(Task to carry out)
In the records below, pick out all lines containing the word "ToolResultContent".

*** Information supplied ***

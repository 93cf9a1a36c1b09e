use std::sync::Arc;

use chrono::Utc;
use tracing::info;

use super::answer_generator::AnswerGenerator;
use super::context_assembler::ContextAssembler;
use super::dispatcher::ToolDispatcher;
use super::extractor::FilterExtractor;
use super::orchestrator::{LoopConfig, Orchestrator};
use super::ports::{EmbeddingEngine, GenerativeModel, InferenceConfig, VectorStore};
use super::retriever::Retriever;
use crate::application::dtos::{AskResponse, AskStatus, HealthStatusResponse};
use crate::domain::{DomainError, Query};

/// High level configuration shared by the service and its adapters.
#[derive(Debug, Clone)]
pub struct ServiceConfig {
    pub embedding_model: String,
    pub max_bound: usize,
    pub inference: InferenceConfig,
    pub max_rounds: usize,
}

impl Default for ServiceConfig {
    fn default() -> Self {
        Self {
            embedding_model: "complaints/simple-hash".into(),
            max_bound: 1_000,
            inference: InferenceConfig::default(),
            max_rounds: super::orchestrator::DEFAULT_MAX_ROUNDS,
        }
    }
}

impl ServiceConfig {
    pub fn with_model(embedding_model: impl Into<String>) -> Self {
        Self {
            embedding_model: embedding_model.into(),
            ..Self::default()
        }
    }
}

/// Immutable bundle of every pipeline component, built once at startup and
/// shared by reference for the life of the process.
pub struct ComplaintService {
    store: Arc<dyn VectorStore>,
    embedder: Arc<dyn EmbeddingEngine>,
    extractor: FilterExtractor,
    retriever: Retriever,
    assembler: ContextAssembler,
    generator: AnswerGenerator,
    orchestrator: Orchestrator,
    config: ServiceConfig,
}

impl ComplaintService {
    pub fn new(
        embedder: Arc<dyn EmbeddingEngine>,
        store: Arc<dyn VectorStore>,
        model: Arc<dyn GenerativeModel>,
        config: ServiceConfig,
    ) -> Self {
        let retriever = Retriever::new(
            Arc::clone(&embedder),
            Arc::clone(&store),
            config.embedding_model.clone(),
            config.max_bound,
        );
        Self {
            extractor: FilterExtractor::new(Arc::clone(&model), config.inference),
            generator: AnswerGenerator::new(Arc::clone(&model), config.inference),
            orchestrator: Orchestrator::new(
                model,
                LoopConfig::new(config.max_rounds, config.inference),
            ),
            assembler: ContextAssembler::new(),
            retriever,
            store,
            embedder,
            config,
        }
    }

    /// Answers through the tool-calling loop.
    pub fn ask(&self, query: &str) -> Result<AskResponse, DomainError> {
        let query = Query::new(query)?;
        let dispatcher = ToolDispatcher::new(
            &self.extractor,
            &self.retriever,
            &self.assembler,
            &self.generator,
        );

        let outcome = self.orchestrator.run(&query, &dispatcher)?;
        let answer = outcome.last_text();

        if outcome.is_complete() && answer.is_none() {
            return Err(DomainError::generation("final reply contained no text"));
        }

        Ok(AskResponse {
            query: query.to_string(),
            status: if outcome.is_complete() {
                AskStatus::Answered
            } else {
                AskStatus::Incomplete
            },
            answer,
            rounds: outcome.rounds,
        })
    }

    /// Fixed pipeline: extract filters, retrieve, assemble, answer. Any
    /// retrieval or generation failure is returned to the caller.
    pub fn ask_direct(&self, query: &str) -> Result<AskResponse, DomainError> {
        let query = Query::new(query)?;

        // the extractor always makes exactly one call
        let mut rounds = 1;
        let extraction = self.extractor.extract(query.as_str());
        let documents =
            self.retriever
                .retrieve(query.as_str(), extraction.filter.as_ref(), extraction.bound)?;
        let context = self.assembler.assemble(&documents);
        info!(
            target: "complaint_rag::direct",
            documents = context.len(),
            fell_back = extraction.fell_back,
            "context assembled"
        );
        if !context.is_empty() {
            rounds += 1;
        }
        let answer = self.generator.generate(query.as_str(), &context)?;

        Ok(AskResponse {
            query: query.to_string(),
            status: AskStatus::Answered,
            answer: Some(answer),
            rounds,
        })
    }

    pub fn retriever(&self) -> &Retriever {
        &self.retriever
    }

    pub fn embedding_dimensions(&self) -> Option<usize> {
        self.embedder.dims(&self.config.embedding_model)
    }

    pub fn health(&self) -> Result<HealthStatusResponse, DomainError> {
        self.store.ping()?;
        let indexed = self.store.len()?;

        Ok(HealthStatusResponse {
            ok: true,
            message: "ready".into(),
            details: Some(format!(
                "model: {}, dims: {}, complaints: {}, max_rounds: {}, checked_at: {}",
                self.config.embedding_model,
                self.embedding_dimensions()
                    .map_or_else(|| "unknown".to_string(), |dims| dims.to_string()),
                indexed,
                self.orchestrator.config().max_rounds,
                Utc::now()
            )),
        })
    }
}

*** End of Information supplied ***
*** Information supplied ***

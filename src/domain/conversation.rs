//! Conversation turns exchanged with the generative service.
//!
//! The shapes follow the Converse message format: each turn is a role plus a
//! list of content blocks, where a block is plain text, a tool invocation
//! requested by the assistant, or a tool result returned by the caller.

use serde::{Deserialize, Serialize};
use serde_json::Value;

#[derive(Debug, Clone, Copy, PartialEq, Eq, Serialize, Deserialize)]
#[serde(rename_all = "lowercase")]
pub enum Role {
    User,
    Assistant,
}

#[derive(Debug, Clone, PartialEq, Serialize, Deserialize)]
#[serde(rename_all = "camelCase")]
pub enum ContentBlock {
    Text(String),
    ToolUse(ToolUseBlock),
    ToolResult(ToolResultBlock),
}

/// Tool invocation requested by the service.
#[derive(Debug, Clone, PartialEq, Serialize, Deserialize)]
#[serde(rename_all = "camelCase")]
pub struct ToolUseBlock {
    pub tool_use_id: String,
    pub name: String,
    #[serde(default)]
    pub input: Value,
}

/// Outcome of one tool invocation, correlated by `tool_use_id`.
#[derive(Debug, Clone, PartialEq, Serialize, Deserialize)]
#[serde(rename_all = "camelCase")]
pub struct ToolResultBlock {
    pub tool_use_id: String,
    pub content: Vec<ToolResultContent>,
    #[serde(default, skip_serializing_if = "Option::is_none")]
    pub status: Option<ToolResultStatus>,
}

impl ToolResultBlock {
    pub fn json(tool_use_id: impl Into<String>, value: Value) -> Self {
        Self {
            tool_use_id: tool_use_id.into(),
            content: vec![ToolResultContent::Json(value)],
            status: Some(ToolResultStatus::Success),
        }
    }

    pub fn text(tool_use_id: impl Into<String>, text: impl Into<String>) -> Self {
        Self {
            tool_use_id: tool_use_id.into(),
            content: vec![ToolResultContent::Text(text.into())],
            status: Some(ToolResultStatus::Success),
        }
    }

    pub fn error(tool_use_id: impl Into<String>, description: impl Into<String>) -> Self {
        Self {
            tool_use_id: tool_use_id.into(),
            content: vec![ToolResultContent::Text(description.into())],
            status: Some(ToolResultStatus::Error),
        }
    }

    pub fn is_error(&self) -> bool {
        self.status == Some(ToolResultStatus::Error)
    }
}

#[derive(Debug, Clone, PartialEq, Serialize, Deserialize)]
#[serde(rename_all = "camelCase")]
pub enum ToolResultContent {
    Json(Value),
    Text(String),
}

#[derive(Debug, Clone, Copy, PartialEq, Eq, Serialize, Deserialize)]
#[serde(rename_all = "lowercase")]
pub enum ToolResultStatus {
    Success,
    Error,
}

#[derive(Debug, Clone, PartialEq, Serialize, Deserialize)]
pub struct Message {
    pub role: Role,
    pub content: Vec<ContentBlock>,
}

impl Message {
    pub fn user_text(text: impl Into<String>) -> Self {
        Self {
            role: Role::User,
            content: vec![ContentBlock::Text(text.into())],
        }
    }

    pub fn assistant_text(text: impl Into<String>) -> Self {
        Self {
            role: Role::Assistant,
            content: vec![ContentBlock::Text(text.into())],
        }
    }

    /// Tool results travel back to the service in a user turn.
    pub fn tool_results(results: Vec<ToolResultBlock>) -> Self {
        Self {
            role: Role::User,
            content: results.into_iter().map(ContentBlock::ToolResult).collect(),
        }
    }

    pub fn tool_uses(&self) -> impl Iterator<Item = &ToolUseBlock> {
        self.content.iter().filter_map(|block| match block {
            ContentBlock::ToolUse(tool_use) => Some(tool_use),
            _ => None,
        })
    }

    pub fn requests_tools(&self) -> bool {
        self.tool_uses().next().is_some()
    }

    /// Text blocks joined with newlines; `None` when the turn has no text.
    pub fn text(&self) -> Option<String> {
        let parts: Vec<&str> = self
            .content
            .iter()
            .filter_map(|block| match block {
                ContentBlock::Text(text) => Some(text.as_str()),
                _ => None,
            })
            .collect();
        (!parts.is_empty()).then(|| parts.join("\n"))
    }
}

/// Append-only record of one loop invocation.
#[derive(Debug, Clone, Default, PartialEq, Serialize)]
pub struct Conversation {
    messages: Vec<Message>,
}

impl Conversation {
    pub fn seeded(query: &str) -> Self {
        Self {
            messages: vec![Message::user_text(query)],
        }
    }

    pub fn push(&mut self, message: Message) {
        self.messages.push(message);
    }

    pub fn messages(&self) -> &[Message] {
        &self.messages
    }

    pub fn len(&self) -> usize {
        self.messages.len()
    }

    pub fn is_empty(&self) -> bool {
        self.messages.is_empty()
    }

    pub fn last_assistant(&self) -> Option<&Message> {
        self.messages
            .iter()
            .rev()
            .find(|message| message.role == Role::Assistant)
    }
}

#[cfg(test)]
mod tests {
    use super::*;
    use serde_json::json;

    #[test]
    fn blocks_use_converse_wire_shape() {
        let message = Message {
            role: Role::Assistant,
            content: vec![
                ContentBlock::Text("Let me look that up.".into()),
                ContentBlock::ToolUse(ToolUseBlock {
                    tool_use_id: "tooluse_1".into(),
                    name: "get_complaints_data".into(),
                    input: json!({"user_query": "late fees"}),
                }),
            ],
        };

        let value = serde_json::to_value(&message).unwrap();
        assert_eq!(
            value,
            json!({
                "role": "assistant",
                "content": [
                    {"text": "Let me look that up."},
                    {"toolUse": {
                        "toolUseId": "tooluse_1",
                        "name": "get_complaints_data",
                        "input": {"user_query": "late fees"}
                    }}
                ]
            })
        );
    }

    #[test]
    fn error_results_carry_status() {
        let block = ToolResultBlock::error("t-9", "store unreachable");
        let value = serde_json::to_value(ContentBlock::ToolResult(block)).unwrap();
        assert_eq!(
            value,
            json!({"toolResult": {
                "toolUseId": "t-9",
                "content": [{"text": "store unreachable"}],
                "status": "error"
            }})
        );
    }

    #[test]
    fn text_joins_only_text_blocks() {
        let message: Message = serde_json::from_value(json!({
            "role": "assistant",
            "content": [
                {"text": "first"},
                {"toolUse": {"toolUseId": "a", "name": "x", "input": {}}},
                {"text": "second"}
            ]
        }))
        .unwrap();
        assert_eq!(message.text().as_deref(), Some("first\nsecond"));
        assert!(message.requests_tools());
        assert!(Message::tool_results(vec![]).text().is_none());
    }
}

*** End of Information supplied ***

(Solution to the problem)
    pub content: Vec<ToolResultContent>,
            content: vec![ToolResultContent::Json(value)],
            content: vec![ToolResultContent::Text(text.into())],
            content: vec![ToolResultContent::Text(description.into())],
pub enum ToolResultContent {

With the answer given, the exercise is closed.